# Snow!!



## alsea1 (Dec 6, 2013)

Well we are having some snow.


----------



## elevan (Dec 6, 2013)

We're getting some now too.


----------



## Southern by choice (Dec 6, 2013)

77 windy sunny!


----------



## animalmom (Dec 6, 2013)

25 degrees with 3" of sleet on the ground.  Goats are not amused.  Dogs think it is fun to slide.


----------



## Southern by choice (Dec 6, 2013)

animalmom said:


> 25 degrees with 3" of sleet on the ground.  Goats are not amused.  Dogs think it is fun to slide.


----------



## Andrei (Dec 6, 2013)

I miss snow.
70F and few clouds.


----------



## bonbean01 (Dec 6, 2013)

Rub it in why don't you Southern?????  No snow here yet, but raining hard and just went down to 32 and awaiting sleet, freezing rain and hoping for no ice storm and losing power.


----------



## Andrei (Dec 6, 2013)

Nice.
Put some wood in the stove.
Last night I burned for 3 hours.


----------



## Southern by choice (Dec 6, 2013)

bonbean01 said:


> Rub it in why don't you Southern?????  No snow here yet, but raining hard and just went down to 32 and awaiting sleet, freezing rain and hoping for no ice storm and losing power.


Sunday we will get your weather... high 35


----------



## bonbean01 (Dec 6, 2013)

Okay then Southern...I take it back


----------



## Hens and Roos (Dec 6, 2013)

9 degrees here right now, no snow yet they are predicting some for Sunday afternoon/evening.  Have heard 3-6 inches so who knows at this point.  I'm ready for spring


----------



## Southern by choice (Dec 6, 2013)




----------



## Azriel (Dec 6, 2013)

How about 18" of snow, -30 with -45 wind chill.


----------



## Southern by choice (Dec 6, 2013)

Hence the name... _Southern By Choice_! 

No way could I live there... I'd die. How do you function???


----------



## Azriel (Dec 6, 2013)

Lots of girlie long johns, and you never, never admit that its cold.


----------



## Southern by choice (Dec 6, 2013)




----------



## babsbag (Dec 6, 2013)

Southern by choice said:


> Hence the name... _Southern By Choice_!
> 
> No way could I live there... I'd die. How do you function???



 I agree with that one. I am not in the South but sunny CA is good enough for me. I could never live in that kind of weather.


----------



## Hens and Roos (Dec 7, 2013)

Azriel said:


> How about 18" of snow, -30 with -45 wind chill.

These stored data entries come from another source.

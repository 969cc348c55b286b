//! 六边形地图坐标
//!
//! 游戏内坐标是 "odd-r" 偏移坐标（奇数行右移半格）。距离计算先换算为轴坐标 (q, r)，
//! 再用标准六边形距离公式。

use serde::{Deserialize, Serialize};

/// 地图上的偏移坐标
#[derive(Debug, Clone, Copy, PartialEq, Eq, Hash, Serialize, Deserialize, Default)]
pub struct HexPos {
    pub x: i32,
    pub y: i32,
}

impl HexPos {
    pub const fn new(x: i32, y: i32) -> Self {
        Self { x, y }
    }

    /// 转为轴坐标 (q, r)
    pub fn to_axial(self) -> (i64, i64) {
        let x = self.x as i64;
        let y = self.y as i64;
        // y - (y & 1) 恒为偶数，除法是精确的
        let q = x - (y - (y & 1)) / 2;
        (q, y)
    }

    /// 精确的六边形距离，对任意 i32 坐标都不会溢出
    pub fn distance(self, other: HexPos) -> u64 {
        let (q1, r1) = self.to_axial();
        let (q2, r2) = other.to_axial();
        // 轴坐标差不超过 3 * 2^31，i64 足够
        let dq = q1 - q2;
        let dr = r1 - r2;
        // |dq| + |dr| + |dq + dr| 必为偶数
        (dq.unsigned_abs() + dr.unsigned_abs() + (dq + dr).unsigned_abs()) / 2
    }

    /// |dx| + |dy|，只用于粗略比较
    pub fn manhattan(self, other: HexPos) -> u64 {
        u64::from(self.x.abs_diff(other.x)) + u64::from(self.y.abs_diff(other.y))
    }
}

impl From<(i32, i32)> for HexPos {
    fn from((x, y): (i32, i32)) -> Self {
        Self { x, y }
    }
}

/// 两点之间的六边形距离
pub fn distance(x1: i32, y1: i32, x2: i32, y2: i32) -> u64 {
    HexPos::new(x1, y1).distance(HexPos::new(x2, y2))
}

/// 具有地图坐标的对象
pub trait Positioned {
    fn pos(&self) -> HexPos;
}

impl Positioned for HexPos {
    fn pos(&self) -> HexPos {
        *self
    }
}

impl<T: Positioned + ?Sized> Positioned for &T {
    fn pos(&self) -> HexPos {
        (**self).pos()
    }
}

/// 按距离升序返回最近的 `limit` 个候选，距离相同保持输入顺序
pub fn nearest<'a, T: Positioned>(
    target: HexPos,
    candidates: &'a [T],
    limit: usize,
) -> Vec<(u64, &'a T)> {
    let mut with_dist: Vec<(u64, &T)> = candidates
        .iter()
        .map(|c| (target.distance(c.pos()), c))
        .collect();

    // sort_by_key 是稳定排序
    with_dist.sort_by_key(|(d, _)| *d);
    with_dist.truncate(limit);
    with_dist
}

#[cfg(test)]
mod tests {
    use super::*;

    #[test]
    fn same_row_distance_is_column_difference() {
        assert_eq!(distance(0, 0, 5, 0), 5);
        assert_eq!(distance(10, 3, 4, 3), 6);
    }

    #[test]
    fn odd_row_neighbours_are_one_step_away() {
        // 奇数行右移：(2,1) 的上下邻居是 (2,0)/(3,0) 与 (2,2)/(3,2)
        let c = HexPos::new(2, 1);
        for n in [(2, 0), (3, 0), (1, 1), (3, 1), (2, 2), (3, 2)] {
            assert_eq!(c.distance(n.into()), 1, "neighbour {:?}", n);
        }
        assert_eq!(c.distance(HexPos::new(1, 0)), 2);
    }

    #[test]
    fn even_row_neighbours_are_one_step_away() {
        let c = HexPos::new(2, 2);
        for n in [(1, 1), (2, 1), (1, 2), (3, 2), (1, 3), (2, 3)] {
            assert_eq!(c.distance(n.into()), 1, "neighbour {:?}", n);
        }
    }

    #[test]
    fn vertical_moves_zigzag() {
        // 纯竖直移动两行，列坐标不变，距离为 2
        assert_eq!(distance(100, 100, 100, 102), 2);
        assert_eq!(distance(100, 100, 100, 150), 50);
    }

    #[test]
    fn negative_rows_use_parity_consistently() {
        assert_eq!(distance(0, -1, 0, 0), 1);
        assert_eq!(distance(0, -3, 0, -3), 0);
        assert_eq!(distance(0, -1, 0, 1), 2);
    }

    #[test]
    fn extreme_coordinates_are_exact() {
        assert_eq!(distance(i32::MIN, i32::MIN, i32::MAX, i32::MAX), 6_442_450_943);
        assert_eq!(distance(i32::MAX, 0, i32::MIN, 0), u64::from(u32::MAX));
        assert_eq!(distance(i32::MIN, i32::MIN, i32::MIN, i32::MIN), 0);

        let a = HexPos::new(i32::MIN, i32::MIN);
        let b = HexPos::new(i32::MAX, i32::MAX);
        assert_eq!(a.manhattan(b), 2 * u64::from(u32::MAX));
        assert_eq!(b.manhattan(a), a.manhattan(b));
    }

    #[test]
    fn nearest_is_sorted_stable_and_truncated() {
        let pts = [
            HexPos::new(10, 0),
            HexPos::new(1, 0),
            HexPos::new(0, 1),
            HexPos::new(3, 0),
        ];
        let got = nearest(HexPos::new(0, 0), &pts, 3);
        let dists: Vec<u64> = got.iter().map(|(d, _)| *d).collect();
        assert_eq!(dists, vec![1, 1, 3]);
        // (1,0) 与 (0,1) 等距，保持输入顺序
        assert_eq!(*got[0].1, HexPos::new(1, 0));
        assert_eq!(*got[1].1, HexPos::new(0, 1));
    }

    #[test]
    fn nearest_with_zero_limit_is_empty() {
        let pts = [HexPos::new(1, 1)];
        assert!(nearest(HexPos::new(0, 0), &pts, 0).is_empty());
    }
}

Okay, I think I'll keep what I have here


----------



## Southern by choice (Dec 7, 2013)

snow use to be fun _BEFORE_ we had a farm.
The kids have to go round the way to play in the snow at the neighbors... the snow- when we get any ends up with chicken poop, goat poop... some kinda poop in it. Don't wanna make snow angels or snowmen... just kinda gross. 
chickens like snow, dogs like snow... but our goats are southern... they don't like snow.  They do this...  then this


----------



## Azriel (Dec 7, 2013)

Hens and Roos said:


> Okay, I think I'll keep what I have here


 Oh its not so bad, and its only 6 months out of the year.


----------



## kinder (Dec 7, 2013)

I feel so gilt stricken about all this cold weather and snow you southerners are getting. Its just not right ! Mid Vermont (or at least where I am ) Has had bare grounds for days now, and we had a dusting earlier and the sun came out and now that's gone We have the cold but no snow. At least the snow would cover these dead plants.


----------



## Southern by choice (Dec 7, 2013)

Thank you kinder...  finally someone with some sympathy! 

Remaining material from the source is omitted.